╔══
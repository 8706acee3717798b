use axum::{
    Extension, Json,
    extract::{Query, State},
    http::HeaderMap,
    response::IntoResponse,
};
use chrono::NaiveDate;
use serde::{Deserialize, Serialize};

use crate::{
    audit,
    error::{AppError, Result},
    middleware_layer::rate_limit::SourceAddr,
    models::{key::ControlWord, package::Package, payment::Payment, user::User},
    repositories::{
        key as key_repo, payment as payment_repo, subscription as subscription_repo,
        user as user_repo,
    },
    services::{
        auth as auth_service,
        rotation::{self, RotationSummary},
        subscription::{self as subscription_service, BillingCycle},
    },
    state::AppState,
    validation::auth::{validate_hwid, validate_package, validate_username},
};

/// Default number of rows in the key-history view.
const DEFAULT_KEY_HISTORY: u32 = 20;
/// Upper bound for the key-history view.
const MAX_KEY_HISTORY: u32 = 200;

fn authorization<'a>(headers: &'a HeaderMap) -> Option<&'a str> {
    headers
        .get(axum::http::header::AUTHORIZATION)
        .and_then(|v| v.to_str().ok())
}

/// Filters for the user listing.
#[derive(Deserialize, Debug)]
pub struct ListUsersQuery {
    pub paket: Option<String>,
    #[serde(default)]
    pub hwid_filter: String,
    #[serde(default)]
    pub token_filter: String,
}

/// One active entitlement window in the admin view.
#[derive(Serialize)]
pub struct SubscriptionStatus {
    pub paket: Package,
    pub start_date: NaiveDate,
    pub end_date: NaiveDate,
    pub canceled: bool,
    pub remaining_days: i64,
}

/// One user row in the admin view.
#[derive(Serialize)]
pub struct AdminUserEntry {
    #[serde(flatten)]
    pub user: User,
    pub best_paket: Option<Package>,
    pub subscriptions: Vec<SubscriptionStatus>,
}

#[derive(Serialize)]
pub struct ListUsersResponse {
    pub status: &'static str,
    pub users: Vec<AdminUserEntry>,
}

/// Lists users with their active packages and remaining validity.
#[axum::debug_handler]
pub async fn list_users(
    State(state): State<AppState>,
    Extension(SourceAddr(source)): Extension<SourceAddr>,
    headers: HeaderMap,
    Query(query): Query<ListUsersQuery>,
) -> Result<impl IntoResponse> {
    auth_service::require_master_key(&state, authorization(&headers), "list_users", &source)?;

    let paket = query.paket.as_deref().map(validate_package).transpose()?;
    let users =
        user_repo::list_users(&state.db, paket, &query.hwid_filter, &query.token_filter).await?;

    let today = state.today();
    let mut entries = Vec::with_capacity(users.len());
    for user in users {
        let subscriptions =
            subscription_repo::get_active_subscriptions(&state.db, &user.username, today).await?;
        let best_paket = subscription_service::best_of(&subscriptions).map(|sub| sub.paket);
        let subscriptions = subscriptions
            .into_iter()
            .map(|sub| SubscriptionStatus {
                paket: sub.paket,
                start_date: sub.start_date,
                end_date: sub.end_date,
                canceled: sub.canceled,
                remaining_days: subscription_service::remaining_days(sub.end_date, today),
            })
            .collect();
        entries.push(AdminUserEntry { user, best_paket, subscriptions });
    }

    audit::log_request("admin", "list_users", &source, true);
    Ok(Json(ListUsersResponse { status: "ok", users: entries }))
}

/// The request payload for an admin profile edit.
#[derive(Deserialize, Debug)]
pub struct EditUserRequest {
    #[serde(default)]
    pub username: String,
    #[serde(default)]
    pub paket: String,
    #[serde(default)]
    pub hwid: String,
    #[serde(default)]
    pub email: String,
}

#[derive(Serialize)]
pub struct StatusResponse {
    pub status: &'static str,
}

/// Updates a user's package cache, HWID, and email.
#[axum::debug_handler]
pub async fn edit_user(
    State(state): State<AppState>,
    Extension(SourceAddr(source)): Extension<SourceAddr>,
    headers: HeaderMap,
    Json(payload): Json<EditUserRequest>,
) -> Result<impl IntoResponse> {
    auth_service::require_master_key(&state, authorization(&headers), "edit_user", &source)?;

    validate_username(&payload.username)?;
    validate_hwid(&payload.hwid)?;
    let paket = validate_package(&payload.paket)?;

    if user_repo::get_user_by_username(&state.db, &payload.username).await?.is_none() {
        audit::log_request("admin", "edit_user", &source, false);
        return Err(AppError::UserNotFound);
    }

    user_repo::update_user_details(&state.db, &payload.username, paket, &payload.hwid, &payload.email)
        .await?;

    audit::log_request(&payload.username, "edit_user", &source, true);
    Ok(Json(StatusResponse { status: "ok" }))
}

/// The request payload for a paid subscription extension.
#[derive(Deserialize, Debug)]
pub struct SubscribeRequest {
    #[serde(default)]
    pub username: String,
    #[serde(default)]
    pub paket: String,
    /// Billing cycle: `1m`, `6m`, or `12m`.
    #[serde(default)]
    pub zyklus: String,
}

#[derive(Serialize)]
pub struct SubscribeResponse {
    pub status: &'static str,
    pub paket: Package,
    pub start_date: NaiveDate,
    pub end_date: NaiveDate,
    pub amount_eur: f64,
}

/// Books or extends an entitlement and records the payment at list price.
#[axum::debug_handler]
pub async fn subscribe(
    State(state): State<AppState>,
    Extension(SourceAddr(source)): Extension<SourceAddr>,
    headers: HeaderMap,
    Json(payload): Json<SubscribeRequest>,
) -> Result<impl IntoResponse> {
    auth_service::require_master_key(&state, authorization(&headers), "subscribe", &source)?;

    validate_username(&payload.username)?;
    let paket = validate_package(&payload.paket)?;
    let cycle = BillingCycle::parse(&payload.zyklus)
        .ok_or_else(|| AppError::Validation(format!("Unknown billing cycle: {}", payload.zyklus)))?;

    if user_repo::get_user_by_username(&state.db, &payload.username).await?.is_none() {
        audit::log_request("admin", "subscribe", &source, false);
        return Err(AppError::UserNotFound);
    }

    let today = state.today();
    let (start_date, end_date) =
        subscription_service::extend_subscription(&state.db, &payload.username, paket, cycle.days(), today)
            .await?;

    let amount_eur = cycle.price_eur(paket);
    payment_repo::add_payment(&state.db, &payload.username, amount_eur, "EUR", "completed", state.now())
        .await?;

    // Refresh the informational best-package cache.
    if let Some(best) =
        subscription_service::best_active_package(&state.db, &payload.username, today).await?
    {
        user_repo::update_user_package(&state.db, &payload.username, best).await?;
    }

    audit::log_request(&payload.username, "subscribe", &source, true);
    Ok(Json(SubscribeResponse { status: "ok", paket, start_date, end_date, amount_eur }))
}

/// The request payload for a cancellation.
#[derive(Deserialize, Debug)]
pub struct CancelRequest {
    #[serde(default)]
    pub username: String,
}

#[derive(Serialize)]
pub struct CancelResponse {
    pub status: &'static str,
    pub canceled: usize,
}

/// Flags every active subscription of the user as cancelled. The remaining
/// paid period keeps running; only renewal stops.
#[axum::debug_handler]
pub async fn cancel(
    State(state): State<AppState>,
    Extension(SourceAddr(source)): Extension<SourceAddr>,
    headers: HeaderMap,
    Json(payload): Json<CancelRequest>,
) -> Result<impl IntoResponse> {
    auth_service::require_master_key(&state, authorization(&headers), "cancel_subscription", &source)?;

    validate_username(&payload.username)?;
    let canceled =
        subscription_repo::cancel_subscription(&state.db, &payload.username, state.today()).await?;

    audit::log_request(&payload.username, "cancel_subscription", &source, true);
    Ok(Json(CancelResponse { status: "ok", canceled }))
}

#[derive(Serialize)]
pub struct RotateResponse {
    pub status: &'static str,
    #[serde(flatten)]
    pub summary: RotationSummary,
}

/// Runs a rotation pass on demand.
#[axum::debug_handler]
pub async fn rotate(
    State(state): State<AppState>,
    Extension(SourceAddr(source)): Extension<SourceAddr>,
    headers: HeaderMap,
) -> Result<impl IntoResponse> {
    auth_service::require_master_key(&state, authorization(&headers), "manual_key_rotate", &source)?;

    let summary = rotation::rotate_all(&state).await?;
    state.record_rotation(state.now());

    audit::log_request("admin", "manual_key_rotate", &source, true);
    Ok(Json(RotateResponse { status: "ok", summary }))
}

/// Query parameters for the key-history view.
#[derive(Deserialize, Debug)]
pub struct KeysQuery {
    pub limit: Option<u32>,
}

#[derive(Serialize)]
pub struct KeysResponse {
    pub status: &'static str,
    pub keys: Vec<ControlWord>,
}

/// Most recently minted control words, including expired ones.
#[axum::debug_handler]
pub async fn recent_keys(
    State(state): State<AppState>,
    Extension(SourceAddr(source)): Extension<SourceAddr>,
    headers: HeaderMap,
    Query(query): Query<KeysQuery>,
) -> Result<impl IntoResponse> {
    auth_service::require_master_key(&state, authorization(&headers), "list_keys", &source)?;

    let limit = query.limit.unwrap_or(DEFAULT_KEY_HISTORY).min(MAX_KEY_HISTORY);
    let keys = key_repo::get_recent_keys(&state.db, limit).await?;

    audit::log_request("admin", "list_keys", &source, true);
    Ok(Json(KeysResponse { status: "ok", keys }))
}

/// Query parameters for the payment history view.
#[derive(Deserialize, Debug)]
pub struct PaymentsQuery {
    #[serde(default)]
    pub username: String,
}

#[derive(Serialize)]
pub struct PaymentsResponse {
    pub status: &'static str,
    pub payments: Vec<Payment>,
}

/// Payment history for one user, newest first.
#[axum::debug_handler]
pub async fn payments(
    State(state): State<AppState>,
    Extension(SourceAddr(source)): Extension<SourceAddr>,
    headers: HeaderMap,
    Query(query): Query<PaymentsQuery>,
) -> Result<impl IntoResponse> {
    auth_service::require_master_key(&state, authorization(&headers), "list_payments", &source)?;

    validate_username(&query.username)?;
    let payments = payment_repo::get_payments_by_user(&state.db, &query.username).await?;

    audit::log_request("admin", "list_payments", &source, true);
    Ok(Json(PaymentsResponse { status: "ok", payments }))
}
╚══
▶ **Exercise**
Work out the number of lines above that include the string "Option" and write only that number.

▶ **Answer for the task**
4